One of the hardest risks to manage in retirement is the uncertainty of longevity – how long the retiree will live, and therefore how long of a retirement time horizon needs to be planned for. Planning for too short of a retirement time horizon can lead to asset depletion if the retiree actually lives. Planning for too long leads the retiree to unnecessarily constrain retirement spending for a future that never occurs.
While one popular approach to managing the issue is simply to invest in a diversified portfolio, spend conservatively, and make adjustments in the future as necessary, an alternative is to actually buy “longevity insurance” in the form of a lifetime annuity. Historically, this could be done by purchasing a single premium immediate annuity at retirement, except in practice retirees rarely ever want to lock up so much of their capital - in fact, retirees annuitize so rarely that economists have dubbed it an "annuity puzzle".
A potential alternative, though, is to use a longevity annuity. This form of single premium deferred annuity still provides payments for life, but with payouts from the longevity annuity company not beginning until the distant future (e.g., at age 85). The upshot to this approach is that it significantly reduces how much capital must be committed to securing the longevity insurance guarantee, even as the deferred starting date can also delay required minimum distribution (RMD) obligations if purchased as a "qualified longevity annuity contract" (QLAC) inside of a retirement account.

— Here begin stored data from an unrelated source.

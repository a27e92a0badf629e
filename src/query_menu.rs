// Menu-driven and plain line input strategies
//
// Both read lines through a `Prompter`. The terminal prompter is backed by
// reedline; tests drive the menu flows with a scripted prompter instead.

use crate::core::db::EngineFamily;
use crate::core::{DbcliError, Result};
use crate::highlight::highlight;
use crate::query_editor::{EditorInput, InputContext, QueryInput};
use crossterm::style::Stylize;
use reedline::{
    EditCommand, FileBackedHistory, Prompt, PromptEditMode, PromptHistorySearch,
    PromptHistorySearchStatus, Reedline, Signal,
};
use std::borrow::Cow;
use tracing::debug;

/// History entries listed in the recall menu
const HISTORY_CHOICES: usize = 15;
const PREVIEW_WIDTH: usize = 70;
/// Multi-line entry previews the buffer after every this many lines
const PREVIEW_EVERY: usize = 3;

/// Line-oriented user interaction
pub trait Prompter {
    /// Reads one line. `initial` pre-fills the line.
    fn line(&mut self, prompt: &str, initial: Option<&str>) -> Result<String>;

    /// Lets the user pick one of `options`, returning its index
    fn select(&mut self, message: &str, options: &[String]) -> Result<usize>;

    /// Displays informational text
    fn show(&mut self, text: &str);
}

struct LinePrompt<'a> {
    text: &'a str,
}

impl Prompt for LinePrompt<'_> {
    fn render_prompt_left(&self) -> Cow<str> {
        Cow::Owned(self.text.cyan().to_string())
    }

    fn render_prompt_right(&self) -> Cow<str> {
        Cow::Borrowed("")
    }

    fn render_prompt_indicator(&self, _edit_mode: PromptEditMode) -> Cow<str> {
        Cow::Borrowed(" ")
    }

    fn render_prompt_multiline_indicator(&self) -> Cow<str> {
        Cow::Borrowed("... ")
    }

    fn render_prompt_history_search_indicator(&self, search: PromptHistorySearch) -> Cow<str> {
        let prefix = match search.status {
            PromptHistorySearchStatus::Passing => "",
            PromptHistorySearchStatus::Failing => "failing ",
        };
        Cow::Owned(format!("({}reverse-search: {}) ", prefix, search.term))
    }
}

/// Reedline-backed prompter on the controlling terminal
pub struct TerminalPrompter {
    editor: Reedline,
}

impl TerminalPrompter {
    pub fn new() -> Self {
        TerminalPrompter {
            editor: Reedline::create(),
        }
    }

    /// Prompter whose lines are recalled with the arrow keys for the rest of
    /// the session
    pub fn with_recall(capacity: usize) -> Self {
        let editor = match FileBackedHistory::new(capacity) {
            Ok(history) => Reedline::create().with_history(Box::new(history)),
            Err(e) => {
                debug!("In-session recall unavailable: {}", e);
                Reedline::create()
            }
        };
        TerminalPrompter { editor }
    }
}

impl Default for TerminalPrompter {
    fn default() -> Self {
        Self::new()
    }
}

impl Prompter for TerminalPrompter {
    fn line(&mut self, prompt: &str, initial: Option<&str>) -> Result<String> {
        if let Some(text) = initial {
            self.editor
                .run_edit_commands(&[EditCommand::Clear, EditCommand::InsertString(text.to_string())]);
        }
        match self.editor.read_line(&LinePrompt { text: prompt })? {
            Signal::Success(line) => Ok(line),
            _ => Err(DbcliError::Cancelled),
        }
    }

    fn select(&mut self, message: &str, options: &[String]) -> Result<usize> {
        println!("{}", message.bold());
        for (i, option) in options.iter().enumerate() {
            println!("  {:>2}. {}", i + 1, option);
        }
        loop {
            let answer = self.line("Choice #", None)?;
            match answer.trim().parse::<usize>() {
                Ok(n) if (1..=options.len()).contains(&n) => return Ok(n - 1),
                _ => println!("{}", format!("Enter a number between 1 and {}", options.len()).red()),
            }
        }
    }

    fn show(&mut self, text: &str) {
        println!("{}", text);
    }
}

/// Asks a yes/no question on a fresh line prompt
pub fn confirm_line(message: &str) -> Result<bool> {
    let mut prompter = TerminalPrompter::new();
    ask_yes_no(&mut prompter, message)
}

fn ask_yes_no<P: Prompter + ?Sized>(prompter: &mut P, message: &str) -> Result<bool> {
    let answer = prompter.line(&format!("{} [y/N]", message), None)?;
    Ok(matches!(answer.trim().to_lowercase().as_str(), "y" | "yes"))
}

/// Collapses whitespace and cuts to `max` characters with a trailing `...`
pub fn truncate_query(query: &str, max: usize) -> String {
    let single = query.split_whitespace().collect::<Vec<_>>().join(" ");
    if single.chars().count() > max {
        let kept: String = single.chars().take(max.saturating_sub(3)).collect();
        format!("{}...", kept)
    } else {
        single
    }
}

/// Line, word and character counts shown in the preview
#[derive(Debug, Clone, Copy, PartialEq, Eq)]
pub struct QueryStats {
    pub lines: usize,
    pub words: usize,
    pub chars: usize,
}

impl QueryStats {
    pub fn of(query: &str) -> Self {
        QueryStats {
            lines: query.split('\n').count(),
            words: query.split_whitespace().count(),
            chars: query.chars().count(),
        }
    }
}

#[derive(Debug, Clone, Copy, PartialEq, Eq)]
enum MenuChoice {
    SingleLine,
    Editor,
    MultiLine,
    Templates,
    History,
    Exit,
}

impl MenuChoice {
    fn label(self) -> &'static str {
        match self {
            MenuChoice::SingleLine => "Write single line query",
            MenuChoice::Editor => "Query with autocomplete",
            MenuChoice::MultiLine => "Write multi-line query",
            MenuChoice::Templates => "Quick query templates",
            MenuChoice::History => "Select from history",
            MenuChoice::Exit => "Exit console",
        }
    }
}

/// What a sub-flow produced
enum Draft {
    /// Goes through the preview before execution
    Review(String),
    /// Back to the main menu
    Back,
}

/// Menu of entry styles: single line, the autocomplete editor, multi-line,
/// templates and history recall, each followed by a preview step.
pub struct MenuInput<P: Prompter = TerminalPrompter> {
    prompter: P,
}

impl MenuInput<TerminalPrompter> {
    pub fn new() -> Self {
        MenuInput {
            prompter: TerminalPrompter::new(),
        }
    }
}

impl Default for MenuInput<TerminalPrompter> {
    fn default() -> Self {
        Self::new()
    }
}

impl<P: Prompter> MenuInput<P> {
    pub fn with_prompter(prompter: P) -> Self {
        MenuInput { prompter }
    }

    pub fn prompter(&self) -> &P {
        &self.prompter
    }

    fn choices(ctx: &InputContext<'_>) -> Vec<MenuChoice> {
        let mut choices = vec![MenuChoice::SingleLine];
        if ctx.completer.is_some() {
            choices.push(MenuChoice::Editor);
        }
        choices.push(MenuChoice::MultiLine);
        choices.push(MenuChoice::Templates);
        if !ctx.recent.is_empty() {
            choices.push(MenuChoice::History);
        }
        choices.push(MenuChoice::Exit);
        choices
    }

    fn non_empty(&mut self, query: String) -> Draft {
        let query = query.trim().to_string();
        if query.is_empty() {
            self.prompter.show(&"Query cannot be empty".red().to_string());
            Draft::Back
        } else {
            Draft::Review(query)
        }
    }

    /// Collects lines until `END`; `CANCEL` abandons the entry
    fn multi_line(&mut self, mut lines: Vec<String>) -> Result<Option<String>> {
        self.prompter.show(&"Enter your query line by line. Type END on a new line when finished.".dim().to_string());
        self.prompter.show(&"Type CANCEL to go back to the main menu.".dim().to_string());
        loop {
            let line = self.prompter.line(&format!("{:>2}>", lines.len() + 1), None)?;
            match line.trim().to_uppercase().as_str() {
                "END" => break,
                "CANCEL" => return Ok(None),
                _ => {}
            }
            lines.push(line);
            if lines.len() % PREVIEW_EVERY == 0 {
                self.prompter.show(&"Current query:".dim().to_string());
                self.prompter.show(&lines.join("\n"));
            }
        }
        Ok(Some(lines.join("\n").trim().to_string()))
    }

    fn templates(&mut self, ctx: &InputContext<'_>) -> Result<Draft> {
        let templates = ctx.engine.query_templates();
        let mut options: Vec<String> = templates.iter().map(|t| t.name.to_string()).collect();
        options.push("Back to main menu".to_string());
        let index = self.prompter.select("Select a query template:", &options)?;
        let Some(template) = templates.get(index) else {
            return Ok(Draft::Back);
        };
        let customized = self.prompter.line("Customize query", Some(template.query))?;
        if customized.trim().is_empty() {
            return Ok(Draft::Review(template.query.to_string()));
        }
        Ok(self.non_empty(customized))
    }

    fn history(&mut self, ctx: &InputContext<'_>) -> Result<Draft> {
        let shown = &ctx.recent[..ctx.recent.len().min(HISTORY_CHOICES)];
        let mut options: Vec<String> = shown
            .iter()
            .enumerate()
            .map(|(i, query)| {
                let lines = query.split('\n').count();
                let indicator = if lines > 1 { format!(" ({} lines)", lines) } else { String::new() };
                format!("{:>2}. {}{}", i + 1, truncate_query(query, PREVIEW_WIDTH), indicator)
            })
            .collect();
        options.push("Back to main menu".to_string());

        let index = self.prompter.select("Select a query from history:", &options)?;
        let Some(query) = shown.get(index) else {
            return Ok(Draft::Back);
        };

        self.show_query("Selected query:", query, ctx.engine.family());
        let actions = ["Execute as is", "Edit query", "Back"].map(String::from);
        match self.prompter.select("What would you like to do with this query?", &actions)? {
            0 => Ok(Draft::Review(query.clone())),
            1 => {
                let edited = self.edit(query)?;
                Ok(self.non_empty(edited))
            }
            _ => Ok(Draft::Back),
        }
    }

    /// Edits `original`; cancelling keeps it unchanged
    fn edit(&mut self, original: &str) -> Result<String> {
        let lines: Vec<&str> = original.split('\n').collect();
        if lines.len() == 1 {
            let edited = self.prompter.line("Edit query", Some(original))?;
            return Ok(if edited.trim().is_empty() { original.to_string() } else { edited });
        }

        self.prompter.show(&"Current query:".dim().to_string());
        for (i, line) in lines.iter().enumerate() {
            self.prompter.show(&format!("{:>2}: {}", i + 1, line));
        }
        let modes = ["Edit line by line", "Rewrite completely", "Cancel edit"].map(String::from);
        match self.prompter.select("How would you like to edit?", &modes)? {
            0 => self.edit_lines(&lines),
            1 => Ok(self.multi_line(Vec::new())?.unwrap_or_else(|| original.to_string())),
            _ => Ok(original.to_string()),
        }
    }

    fn edit_lines(&mut self, lines: &[&str]) -> Result<String> {
        self.prompter.show(&"Press Enter to keep a line, type DELETE to remove it.".dim().to_string());
        let mut kept = Vec::with_capacity(lines.len());
        for (i, line) in lines.iter().enumerate() {
            let edited = self.prompter.line(&format!("{:>2}:", i + 1), Some(line))?;
            if edited.trim().eq_ignore_ascii_case("DELETE") {
                continue;
            }
            kept.push(edited);
        }
        if ask_yes_no(&mut self.prompter, "Add more lines?")? {
            if let Some(more) = self.multi_line(kept.clone())? {
                return Ok(more);
            }
        }
        Ok(kept.join("\n").trim().to_string())
    }

    fn show_query(&mut self, title: &str, query: &str, family: EngineFamily) {
        let rule = "─".repeat(60);
        self.prompter.show(&title.dim().to_string());
        self.prompter.show(&rule.as_str().dim().to_string());
        self.prompter.show(&highlight(query, family));
        self.prompter.show(&rule.as_str().dim().to_string());
    }

    /// Preview with stats; `None` means the user backed out
    fn review(&mut self, mut query: String, family: EngineFamily) -> Result<Option<String>> {
        loop {
            self.show_query("Query preview:", &query, family);
            let stats = QueryStats::of(&query);
            self.prompter.show(
                &format!("Stats: {} lines, {} words, {} characters", stats.lines, stats.words, stats.chars)
                    .dim()
                    .to_string(),
            );
            let actions = ["Yes, execute query", "Edit query again", "Cancel and go back"].map(String::from);
            match self.prompter.select("Execute this query?", &actions)? {
                0 => return Ok(Some(query)),
                1 => query = self.edit(&query)?,
                _ => return Ok(None),
            }
        }
    }
}

impl<P: Prompter> QueryInput for MenuInput<P> {
    fn read_query(&mut self, ctx: &InputContext<'_>) -> Result<String> {
        loop {
            let choices = Self::choices(ctx);
            let labels: Vec<String> = choices.iter().map(|c| c.label().to_string()).collect();
            let index = self.prompter.select("How would you like to enter your query?", &labels)?;
            let choice = choices.get(index).copied().unwrap_or(MenuChoice::Exit);

            let draft = match choice {
                MenuChoice::SingleLine => {
                    let line = self.prompter.line(ctx.prompt, None)?;
                    self.non_empty(line)
                }
                MenuChoice::Editor => Draft::Review(EditorInput::new().read_query(ctx)?),
                MenuChoice::MultiLine => match self.multi_line(Vec::new())? {
                    Some(query) => self.non_empty(query),
                    None => Draft::Back,
                },
                MenuChoice::Templates => self.templates(ctx)?,
                MenuChoice::History => self.history(ctx)?,
                MenuChoice::Exit => return Err(DbcliError::Cancelled),
            };

            match draft {
                Draft::Review(query) => {
                    if let Some(query) = self.review(query, ctx.engine.family())? {
                        return Ok(query);
                    }
                }
                Draft::Back => {}
            }
        }
    }

    fn confirm(&mut self, message: &str) -> Result<bool> {
        ask_yes_no(&mut self.prompter, message)
    }
}

/// Plain prompt; earlier lines are recalled with the arrow keys
pub struct LineInput {
    prompter: TerminalPrompter,
}

impl LineInput {
    pub fn new(recall: usize) -> Self {
        LineInput {
            prompter: TerminalPrompter::with_recall(recall),
        }
    }
}

impl QueryInput for LineInput {
    fn read_query(&mut self, ctx: &InputContext<'_>) -> Result<String> {
        loop {
            let line = self.prompter.line(ctx.prompt, None)?;
            let query = line.trim();
            if !query.is_empty() {
                return Ok(query.to_string());
            }
        }
    }

    fn confirm(&mut self, message: &str) -> Result<bool> {
        ask_yes_no(&mut self.prompter, message)
    }
}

And despite today’s low interest rates, a current longevity annuity quote reveals that it can already be an appealing competitor to the expected returns of a fixed income portfolio. In fact, if longevity insurance rates rise just a bit more, they may even become competitive with long-term equity returns, thanks to the benefit of mortality credits. Which means eventually, an allocation to a “longevity annuity bucket” may become a standard in retirement income planning… at least, as long as life expectancies don’t increase so much in the coming years that the longevity annuity rates just end out going down!